Cuddington is a village and civil parish within the Buckinghamshire district in the ceremonial county of Buckinghamshire, England. It is near the Oxfordshire border, about six miles west of Aylesbury.

The village name is Old English (Anglo-Saxon) in origin, and means "Cudda's estate." In the Domesday Book of 1086 it was recorded as Cudintuna. Anciently the village was the location of a medicinal spring of great repute, though its exact location is unknown.  The Church of St Nicholas dates from the 12th Century but was much restored in 1857.  Across the road is Tyringham Hall that dates from the 17th Century.  During the Second World War the King of Norway who was staying at the nearby Hartwell House attended a church service in the village.

Cuddington is centred on the village green and the road junction linking Aylesbury, Long Crendon and Haddenham.  The majority of the original houses were built on the north side but in the last 50 years or so new homes have been built predominantly on the south side.

The current population is around 550 residents. Two of the most famous former residents were Jonathan and David Dimbleby.

The village, like surrounding villages, has been the location of several Midsomer Murders episodes.
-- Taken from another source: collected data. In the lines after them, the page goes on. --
//! The closed inbound and outbound event unions.
//!
//! Every frame on the wire is `{"event": "<kind>", "payload": {…}}` —
//! serde's adjacently tagged representation. Keeping the unions closed means
//! dispatch is an exhaustive `match`; an unknown `event` tag fails decoding,
//! and the connection handler answers with a recoverable `invalid_event`
//! error instead of closing the connection.

use std::collections::HashMap;

use serde::{Deserialize, Serialize};

use crate::types::{
    ActionKind, ActionRecord, CardToken, ErrorCode, HandId, PlayerId, Role,
    RoomId, RoomPhase,
};

// ---------------------------------------------------------------------------
// Inbound
// ---------------------------------------------------------------------------

/// Events a client may send.
///
/// Identity fields are optional everywhere: a join without a `playerId` gets
/// a synthesized one, and `leave_room`/`action` fall back to the id the
/// session was bound to on join.
#[derive(Debug, Clone, PartialEq, Eq, Serialize, Deserialize)]
#[serde(
    tag = "event",
    content = "payload",
    rename_all = "snake_case",
    rename_all_fields = "camelCase"
)]
pub enum ClientEvent {
    JoinRoom {
        #[serde(default)]
        player_id: Option<PlayerId>,
        #[serde(default)]
        display_name: Option<String>,
        #[serde(default)]
        role: Option<Role>,
    },
    LeaveRoom {
        #[serde(default)]
        player_id: Option<PlayerId>,
    },
    Action {
        #[serde(default)]
        player_id: Option<PlayerId>,
        #[serde(rename = "type", default)]
        kind: ActionKind,
        #[serde(default)]
        amount: Option<u64>,
    },
    Heartbeat {},
}

// ---------------------------------------------------------------------------
// Outbound
// ---------------------------------------------------------------------------

/// One sealed card paired with the player it was dealt to, inside a
/// `secure_deal` broadcast.
#[derive(Debug, Clone, PartialEq, Eq, Serialize, Deserialize)]
#[serde(rename_all = "camelCase")]
pub struct DealtCard {
    pub player_id: PlayerId,
    pub card_token: CardToken,
}

/// Events the server sends.
///
/// `room_state` and `updated_state` are the two sequence-stamped broadcasts;
/// `sequence_id` is strictly increasing and gapless per room across both.
#[derive(Debug, Clone, PartialEq, Serialize, Deserialize)]
#[serde(
    tag = "event",
    content = "payload",
    rename_all = "snake_case",
    rename_all_fields = "camelCase"
)]
pub enum ServerEvent {
    /// Full membership snapshot, sent on join/leave and on connect.
    RoomState {
        room_id: RoomId,
        phase: RoomPhase,
        players: Vec<PlayerId>,
        spectators: Vec<PlayerId>,
        sequence_id: u64,
        hand_id: HandId,
        warnings: Vec<String>,
    },
    /// The most recent audit-log entries.
    History { events: Vec<ActionRecord> },
    /// Per-action delta: chip movement and turn progress.
    UpdatedState {
        sequence_id: u64,
        hand_id: HandId,
        phase: RoomPhase,
        bets: HashMap<PlayerId, u64>,
        pot: u64,
        stacks: HashMap<PlayerId, u64>,
        last_action: Option<ActionRecord>,
    },
    /// Sealed cards for a freshly started hand, one per active player.
    SecureDeal {
        hand_id: HandId,
        cards: Vec<DealtCard>,
    },
    /// Hand settlement summary.
    Showdown {
        hand_id: HandId,
        winner: Option<PlayerId>,
        pot: u64,
        warnings: Vec<String>,
    },
    /// Liveness acknowledgment / probe.
    Heartbeat {
        timestamp: f64,
        pending_actions: u32,
    },
    /// Protocol-level failure, delivered only to the originating session.
    Error {
        code: ErrorCode,
        message: String,
        recoverable: bool,
    },
}

impl ServerEvent {
    /// Shorthand for building an `error` event.
    pub fn error(
        code: ErrorCode,
        message: impl Into<String>,
        recoverable: bool,
    ) -> Self {
        Self::Error {
            code,
            message: message.into(),
            recoverable,
        }
    }
}

// =========================================================================
// Tests
// =========================================================================
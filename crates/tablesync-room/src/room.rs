//! Per-room state: participants, chips, turn order, and the audit log.

use std::collections::{HashMap, HashSet, VecDeque};
use std::time::Instant;

use tablesync_protocol::{
    ActionRecord, HandId, PlayerId, Role, RoomId, RoomPhase,
};

use crate::RoomConfig;

// ---------------------------------------------------------------------------
// Participant
// ---------------------------------------------------------------------------

/// A connected actor inside a room — player or spectator.
///
/// Created on join; refreshed when the same id joins again (the reconnect
/// path); removed on leave.
#[derive(Debug, Clone)]
pub struct Participant {
    pub id: PlayerId,
    pub display_name: String,
    pub role: Role,
    /// Optional seat hint supplied by the client; purely advisory.
    pub seat: Option<String>,
    pub ready: bool,
    /// Client-reported latency estimate in milliseconds, if any.
    pub latency_ms: Option<u32>,
    pub last_seen: Instant,
}

impl Participant {
    pub fn new(id: PlayerId, display_name: impl Into<String>, role: Role) -> Self {
        Self {
            id,
            display_name: display_name.into(),
            role,
            seat: None,
            ready: false,
            latency_ms: None,
            last_seen: Instant::now(),
        }
    }

    /// Refreshes the liveness timestamp.
    pub fn touch(&mut self) {
        self.last_seen = Instant::now();
    }
}

// ---------------------------------------------------------------------------
// RoomState
// ---------------------------------------------------------------------------

/// The authoritative state of one table.
///
/// Invariants, maintained by the registry and the state helpers:
/// - `players.len() <= max_players`
/// - `turn_order ⊆ players`, `folded ⊆ turn_order`
/// - `sequence_id` strictly increases on every stamped broadcast
/// - `hand_id` changes exactly once per hand start
#[derive(Debug)]
pub struct RoomState {
    pub id: RoomId,
    pub created_at: Instant,
    pub players: HashMap<PlayerId, Participant>,
    pub spectators: HashMap<PlayerId, Participant>,
    pub max_players: usize,
    pub phase: RoomPhase,
    /// Free-form room metadata supplied at creation.
    pub metadata: HashMap<String, String>,
    sequence_id: u64,
    history: VecDeque<ActionRecord>,
    history_cap: usize,
    pub hand_id: HandId,
    pub last_action_at: Instant,
    pub stacks: HashMap<PlayerId, u64>,
    pub bets: HashMap<PlayerId, u64>,
    pub pot: u64,
    pub turn_order: Vec<PlayerId>,
    pub current_turn_index: usize,
    pub folded: HashSet<PlayerId>,
    warnings: VecDeque<String>,
    warning_cap: usize,
}

impl RoomState {
    pub(crate) fn new(
        id: RoomId,
        max_players: usize,
        metadata: HashMap<String, String>,
        config: &RoomConfig,
    ) -> Self {
        let now = Instant::now();
        Self {
            id,
            created_at: now,
            players: HashMap::new(),
            spectators: HashMap::new(),
            max_players,
            phase: RoomPhase::Waiting,
            metadata,
            sequence_id: 0,
            history: VecDeque::new(),
            history_cap: config.history_cap,
            hand_id: HandId::generate(),
            last_action_at: now,
            stacks: HashMap::new(),
            bets: HashMap::new(),
            pot: 0,
            turn_order: Vec::new(),
            current_turn_index: 0,
            folded: HashSet::new(),
            warnings: VecDeque::new(),
            warning_cap: config.warning_cap,
        }
    }

    /// Increments and returns the sequence id.
    ///
    /// Called exactly once per stamped broadcast, which makes the broadcast
    /// sequence strictly increasing and gapless for this room.
    pub fn bump_sequence(&mut self) -> u64 {
        self.sequence_id += 1;
        self.sequence_id
    }

    /// The sequence id of the most recent stamped broadcast.
    pub fn sequence_id(&self) -> u64 {
        self.sequence_id
    }

    /// Marks room activity for idle tracking.
    pub fn mark_action(&mut self) {
        self.last_action_at = Instant::now();
    }

    /// Appends to the bounded audit history, dropping the oldest entry
    /// when the cap is reached.
    pub fn push_history(&mut self, record: ActionRecord) {
        if self.history.len() == self.history_cap {
            self.history.pop_front();
        }
        self.history.push_back(record);
    }

    /// The most recent `n` audit entries, oldest first.
    pub fn recent_history(&self, n: usize) -> Vec<ActionRecord> {
        let skip = self.history.len().saturating_sub(n);
        self.history.iter().skip(skip).cloned().collect()
    }

    /// The most recent audit entry, if any.
    pub fn last_action(&self) -> Option<ActionRecord> {
        self.history.back().cloned()
    }

    /// Appends an anti-cheat advisory to the bounded warning log.
    pub fn push_warning(&mut self, warning: String) {
        if self.warnings.len() == self.warning_cap {
            self.warnings.pop_front();
        }
        self.warnings.push_back(warning);
    }

    /// The most recent `n` advisory warnings, oldest first.
    pub fn recent_warnings(&self, n: usize) -> Vec<String> {
        let skip = self.warnings.len().saturating_sub(n);
        self.warnings.iter().skip(skip).cloned().collect()
    }

    pub(crate) fn clear_warnings(&mut self) {
        self.warnings.clear();
    }

    /// Players still contesting the hand: turn order minus folded.
    pub fn active_players(&self) -> Vec<PlayerId> {
        self.turn_order
            .iter()
            .filter(|pid| !self.folded.contains(*pid))
            .cloned()
            .collect()
    }

    /// The single remaining non-folded player, if the hand is down to one.
    pub fn sole_active_player(&self) -> Option<PlayerId> {
        let mut active = self
            .turn_order
            .iter()
            .filter(|pid| !self.folded.contains(*pid));
        let first = active.next()?;
        if active.next().is_none() {
            Some(first.clone())
        } else {
            None
        }
    }

    /// Advances the turn cursor to the next non-folded player, round-robin.
    ///
    /// The turn order itself is stable across folds (so `folded ⊆
    /// turn_order` always holds); only the cursor moves. A no-op when no
    /// active player remains.
    pub fn advance_turn(&mut self) {
        if self.turn_order.is_empty() || self.active_players().is_empty() {
            return;
        }
        let len = self.turn_order.len();
        for step in 1..=len {
            let idx = (self.current_turn_index + step) % len;
            if !self.folded.contains(&self.turn_order[idx]) {
                self.current_turn_index = idx;
                return;
            }
        }
    }

    /// The player whose turn it currently is, if any.
    pub fn current_turn(&self) -> Option<&PlayerId> {
        self.turn_order.get(self.current_turn_index)
    }

    /// True once every player and spectator has left.
    pub fn is_empty(&self) -> bool {
        self.players.is_empty() && self.spectators.is_empty()
    }
}

// =========================================================================
// Tests
// =========================================================================

#[cfg(test)]
mod tests {
    use super::*;

    fn pid(id: &str) -> PlayerId {
        PlayerId::new(id)
    }

    fn room_with_players(ids: &[&str]) -> RoomState {
        let mut room = RoomState::new(
            RoomId::new("r1"),
            6,
            HashMap::new(),
            &RoomConfig::default(),
        );
        for id in ids {
            room.players
                .insert(pid(id), Participant::new(pid(id), *id, Role::Player));
            room.turn_order.push(pid(id));
        }
        room
    }

    fn record(player: &str) -> ActionRecord {
        ActionRecord {
            player_id: pid(player),
            action: tablesync_protocol::ActionKind::Call,
            amount: 0,
            phase: RoomPhase::Playing,
        }
    }

    #[test]
    fn test_bump_sequence_strictly_increases_without_gaps() {
        let mut room = room_with_players(&[]);
        let seqs: Vec<u64> = (0..5).map(|_| room.bump_sequence()).collect();
        assert_eq!(seqs, vec![1, 2, 3, 4, 5]);
    }

    #[test]
    fn test_push_history_drops_oldest_past_cap() {
        let config = RoomConfig {
            history_cap: 3,
            ..RoomConfig::default()
        };
        let mut room =
            RoomState::new(RoomId::new("r1"), 6, HashMap::new(), &config);
        for name in ["a", "b", "c", "d"] {
            room.push_history(record(name));
        }
        let recent = room.recent_history(10);
        assert_eq!(recent.len(), 3);
        assert_eq!(recent[0].player_id, pid("b"));
        assert_eq!(recent[2].player_id, pid("d"));
    }

    #[test]
    fn test_recent_warnings_returns_tail_in_order() {
        let mut room = room_with_players(&[]);
        for i in 0..5 {
            room.push_warning(format!("w{i}"));
        }
        assert_eq!(room.recent_warnings(2), vec!["w3", "w4"]);
    }

    #[test]
    fn test_advance_turn_skips_folded_players() {
        let mut room = room_with_players(&["a", "b", "c"]);
        room.folded.insert(pid("b"));

        assert_eq!(room.current_turn(), Some(&pid("a")));
        room.advance_turn();
        assert_eq!(room.current_turn(), Some(&pid("c")));
        room.advance_turn();
        assert_eq!(room.current_turn(), Some(&pid("a")));
    }

    #[test]
    fn test_advance_turn_keeps_turn_order_stable() {
        // Folding must never remove a player from the turn order, only
        // redirect the cursor, so `folded ⊆ turn_order` stays true.
        let mut room = room_with_players(&["a", "b", "c"]);
        room.folded.insert(pid("a"));
        room.advance_turn();
        assert_eq!(room.turn_order, vec![pid("a"), pid("b"), pid("c")]);
    }

    #[test]
    fn test_sole_active_player_with_one_left() {
        let mut room = room_with_players(&["a", "b", "c"]);
        room.folded.insert(pid("a"));
        room.folded.insert(pid("c"));
        assert_eq!(room.sole_active_player(), Some(pid("b")));
    }

    #[test]
    fn test_sole_active_player_with_two_left_is_none() {
        let mut room = room_with_players(&["a", "b", "c"]);
        room.folded.insert(pid("a"));
        assert_eq!(room.sole_active_player(), None);
    }

    #[test]
    fn test_sole_active_player_all_folded_is_none() {
        let mut room = room_with_players(&["a", "b"]);
        room.folded.insert(pid("a"));
        room.folded.insert(pid("b"));
        assert_eq!(room.sole_active_player(), None);
    }
}
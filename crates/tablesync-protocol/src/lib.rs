//! Wire protocol for Tablesync.
//!
//! This crate defines the "language" spoken over a room's persistent
//! connection:
//!
//! - **Types** ([`PlayerId`], [`RoomPhase`], [`ActionRecord`], [`CardToken`],
//!   etc.) — the structures that travel on the wire.
//! - **Events** ([`ClientEvent`], [`ServerEvent`]) — the closed set of
//!   inbound and outbound envelopes, `{"event": ..., "payload": ...}`.
//! - **Codec** ([`Codec`] trait, [`JsonCodec`]) — how events are converted
//!   to/from text frames.
//! - **Errors** ([`ProtocolError`]) — what can go wrong while encoding or
//!   decoding.
//!
//! The protocol layer knows nothing about connections, rooms, or card keys —
//! it only describes messages and how to serialize them.

mod codec;
mod error;
mod events;
mod types;

pub use codec::{Codec, JsonCodec};
pub use error::ProtocolError;
pub use events::{ClientEvent, DealtCard, ServerEvent};
pub use types::{
    ActionKind, ActionRecord, CardToken, ErrorCode, HandId, PlayerId, Role,
    RoomId, RoomPhase, server_timestamp,
};
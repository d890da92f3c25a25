//! The sync controller: decodes inbound events and drives all room state.
//!
//! Every mutation of a room happens here, one event at a time, between a
//! decode and a broadcast. The controller takes at most one store lock at a
//! time and never holds one across an await on another, so socket tasks,
//! watchdogs, and the controller can interleave freely.

use std::sync::Arc;
use std::time::Duration;

use tablesync_cards::draw_distinct;
use tablesync_protocol::{
    server_timestamp, ActionKind, ActionRecord, ClientEvent, Codec, DealtCard,
    ErrorCode, PlayerId, Role, RoomId, RoomPhase, ServerEvent,
};
use tablesync_room::{Participant, RoomError, RoomState};
use tablesync_session::SessionId;

use crate::stores::HandRecord;
use crate::SyncContext;

/// An action arriving this soon after the session's previous inbound frame
/// is flagged as suspicious.
const MIN_ACTION_GAP: Duration = Duration::from_millis(150);

/// How many audit entries a `history` event carries.
const HISTORY_REPLAY_LEN: usize = 20;

/// How many warnings ride along on snapshots and showdowns.
const WARNING_SUMMARY_LEN: usize = 3;

/// Stateless event dispatcher over the shared [`SyncContext`].
///
/// Cheap to clone; the server builds one per socket task.
#[derive(Clone)]
pub struct SyncController {
    ctx: Arc<SyncContext>,
}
Facilities in the village include:
 Shop/post office
 Hairdressing salon
 Pub/Restaurant
 2 Churches (although one of these is rarely used)
 Village Hall
 Playing Field with Clubhouse, Tennis Courts, Children's Park and Cricket and Football pitches

For many years the village has won the regional heat of Britain's Best Kept Village Competition and also the Britain in Bloom competition.

Cuddington and Dinton Church of England School is a mixed Church of England primary school. It is a voluntary aided school, which takes children from the age of four through to the age of eleven. Cuddington was an infant school but has recently merged with Dinton School to form a full primary school on two sites. There are now just over one hundred pupils on roll.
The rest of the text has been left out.